A semicircle combined with a rectangle with 1:2 ratios for arcs, segments and areas

Question

A semicircle and a rectangle are combined together as shown. AB =2. P is on the semicircle with arc ratio AP:BP = 1:2. Q is on AB with AQ:BQ = 1:2. The extension of PQ intersects DC at E and PE separates the whole combined shape into two parts, with the area ratio $S_{ADEP}:S_{PECB}=$ 1:2. What is DE?

I've been given this question for homework for an online class and I can't seem to solve it. I know the lengths of $AQ$, $BQ$, arc $AP$ and arc $PB$, but I can't reduce the number of variables enough to be able to get an equation using the information about the areas to solve for DE.

Hints would be appreciated so much!

Answer 1

We know from the given that $\angle POQ = 60$, OP = 1, AQ = $\frac 23$, QO = $\frac13$ and the areas [OPQ] = $\frac12$OP$\cdot$OQ$\>\sin60 = \frac{\sqrt3}{12}$,

$$[APQ]= [APO] -[OPQ] =\frac\pi6- \frac{\sqrt3}{12}$$ $$[AQDE]=\frac12\left(\frac23+x\right)y,\>\>\>\>\>\>\>[APBCD]=\frac\pi2+2y$$

Use the given [APDE]=$\frac12$[PECB] to establish the equation below for the unknowns $x$ and $y$,

$$\frac\pi6- \frac{\sqrt3}{12}+\frac12\left(\frac23+x\right)y=\frac13 \left(\frac\pi2+2y\right)$$

Simplify to get

$$6xy-\sqrt3=4y\tag{1}$$

Then, apply the cosine and sine rules for the triangle PQO to obtain $PQ=\frac{\sqrt7}{3}$ and then $\sin\alpha= \frac32\sqrt{\frac37}$. Recognize that $\tan\alpha =3\sqrt3 = \frac{y}{x-\frac23}$ to establish another equation for $x$ and $y$,

$$3\sqrt3 x-2\sqrt3=y\tag{2}$$

Now, solve (1) and (2) to obtain,

$$DE=x=\frac{4+\sqrt2}{6}$$

Answer 2

The arc ratio $|\stackrel{\frown}{AP}|:|\stackrel{\frown}{PB}|=1:2$ implies that $\angle AOP=60^\circ$, so that $\triangle OAP$ is equilateral. For simplicity, define $m:=1/3$ so that we can conveniently write $|AB|=12m$ and still have the desired length $|AP|=2$.
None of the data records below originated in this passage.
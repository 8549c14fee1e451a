use super::merge::{MergeError, MergeWorker};
use super::partition::partition;
use super::report::{ReportPaths, write_reports};
use crate::events::{EventBus, MergeEvent};
use crate::models::{MergeOptions, OutputLayout, RunReport, WorkAssignment, WorkerResult};
use camino::{Utf8Path, Utf8PathBuf};
use std::collections::HashMap;
use std::sync::Arc;
use std::time::Instant;
use tokio::task::JoinError;

/// Launches one worker per assignment and waits for all of them.
///
/// Each worker runs on its own blocking thread via
/// [`tokio::task::spawn_blocking`], so workers execute in parallel and never
/// stall the async runtime. There is no cancellation: once started, every
/// worker runs to completion regardless of how its siblings fare.
#[derive(Debug, Clone)]
pub struct MergeCoordinator {
    options: Arc<MergeOptions>,
    events: Option<EventBus>,
}

impl MergeCoordinator {
    pub fn new(options: MergeOptions) -> Self {
        Self {
            options: Arc::new(options),
            events: None,
        }
    }

    /// Publish progress on `events` for the lifetime of this coordinator
    pub fn with_events(mut self, events: EventBus) -> Self {
        self.events = Some(events);
        self
    }

    pub fn options(&self) -> &MergeOptions {
        &self.options
    }

    fn emit(&self, event: MergeEvent) {
        if let Some(events) = &self.events {
            events.emit(event);
        }
    }

    /// Partition `addons` and merge them.
    pub async fn merge(
        &self,
        addons: &[Utf8PathBuf],
        max_workers: usize,
        per_worker_capacity: usize,
    ) -> RunReport {
        let assignments = partition(addons, max_workers, per_worker_capacity);
        self.run_all(assignments).await
    }

    /// Run every assignment concurrently and return once all have terminated.
    ///
    /// Results come back in assignment order, whatever order the workers
    /// actually finish in. A worker that panics is reported as failed; it
    /// does not affect the others. Zero assignments complete immediately.
    pub async fn run_all(&self, assignments: Vec<WorkAssignment>) -> RunReport {
        self.run_with(assignments, MergeWorker::run).await
    }

    /// [`run_all`](Self::run_all) with the per-worker job supplied by the caller.
    async fn run_with<F>(&self, assignments: Vec<WorkAssignment>, job: F) -> RunReport
    where
        F: FnOnce(MergeWorker) -> WorkerResult + Send + Copy + 'static,
    {
        let start = Instant::now();
        let addon_count: usize = assignments.iter().map(WorkAssignment::len).sum();

        if self.options.layout == OutputLayout::Nested {
            for name in find_name_collisions(&assignments) {
                tracing::warn!(
                    "Multiple addons share the name '{}'; they will be written into the same output folder concurrently",
                    name
                );
            }
        }

        tracing::info!("Starting up {} worker(s)...", assignments.len());
        self.emit(MergeEvent::RunStarted {
            workers: assignments.len(),
            addons: addon_count,
        });

        let handles: Vec<_> = assignments
            .into_iter()
            .map(|assignment| {
                let id = assignment.worker_id;
                let mut worker = MergeWorker::new(assignment, Arc::clone(&self.options));
                if let Some(events) = &self.events {
                    worker = worker.with_events(events.clone());
                }
                (id, tokio::task::spawn_blocking(move || job(worker)))
            })
            .collect();

        // Awaiting in order is still a full barrier: nothing returns until
        // every handle has resolved
        let mut results = Vec::with_capacity(handles.len());
        for (id, handle) in handles {
            let joined = handle.await;
            let panicked = joined.is_err();
            let result = join_result(id, joined);
            if panicked {
                // The worker never got to announce its own end
                self.emit(MergeEvent::WorkerFinished {
                    worker: id,
                    status: result.status.clone(),
                });
            }
            results.push(result);
        }

        let mut report = RunReport::from_results(results);
        report.stats.elapsed = start.elapsed();

        self.emit(MergeEvent::RunFinished {
            failed_workers: report.failed_workers(),
        });
        tracing::info!(
            "Finished merging {} addons into {}!",
            addon_count,
            self.options.output_root
        );

        report
    }

    /// Write the consolidated reports for `report` if logging is enabled.
    ///
    /// Returns `Ok(None)` without touching `log_dir` when it is not.
    pub fn write_reports(
        &self,
        log_dir: &Utf8Path,
        report: &RunReport,
    ) -> Result<Option<ReportPaths>, MergeError> {
        if !self.options.logging {
            return Ok(None);
        }
        tracing::info!("Writing logs to {}...", log_dir);
        write_reports(log_dir, &report.results).map(Some)
    }
}

/// Maps a joined worker task to its result; a panic becomes a failed worker.
fn join_result(id: usize, joined: Result<WorkerResult, JoinError>) -> WorkerResult {
    match joined {
        Ok(result) => result,
        Err(join_error) => {
            let err = MergeError::WorkerPanicked(id);
            tracing::error!("{}: {}", err, join_error);
            WorkerResult::failed(id, err.to_string())
        }
    }
}

/// Addon directory names that occur more than once across `assignments`.
///
/// In the nested layout such addons share a top-level output folder and
/// their workers would race on it. This is reported, not resolved.
pub fn find_name_collisions(assignments: &[WorkAssignment]) -> Vec<String> {
    let mut counts: HashMap<&str, usize> = HashMap::new();
    for name in assignments
        .iter()
        .flat_map(|a| a.addons.iter())
        .filter_map(|addon| addon.file_name())
    {
        *counts.entry(name).or_default() += 1;
    }

    let mut collisions: Vec<String> = counts
        .into_iter()
        .filter(|(_, count)| *count > 1)
        .map(|(name, _)| name.to_string())
        .collect();
    collisions.sort();
    collisions
}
Now, define $R$ as the area of one-third the rectangle, $S$ as the area of one-third the semicircle. Also, define $T := |\triangle OPQ|$ and $U:=|\triangle EQQ'|$. Drop perpendiculars from $P$ and $Q$ to $P'$ and $Q'$, and define $V:=|\triangle QPP'|$ and $n:=|Q'E|$.

Note that, because $|PP'|$ is the altitude of equilateral $\triangle OAP$, we have $P'$ is the midpoint of $\overline{OA}$, so that $|QP'|=m$ and $|OQ|=2m$ (that's why $|AB|=12m$ was so convenient), and therefore, most-importantly, $T=2V$.

Now to the business of actually solving the problem: $$\begin{align} |ADEP|:|PECB|=1:2 &\quad\to\quad 2(R+U+S-T)=2R-U+2S+T \\[4pt] &\quad\to\quad U = T = 2V \\[4pt] &\quad\to\quad \frac{U}{V}=2 \end{align}\tag{1}$$ But, $\triangle QPP'\sim\triangle EQQ'$, so that $$\frac{U}{V}=\left(\frac{n}{m}\right)^2\tag{2}$$ Consequently, $n=m\sqrt{2}$, and we have

$$|DE| = m\left(4 + \sqrt{2}\right)=\frac13(4+\sqrt{2}) \tag{$\star$}$$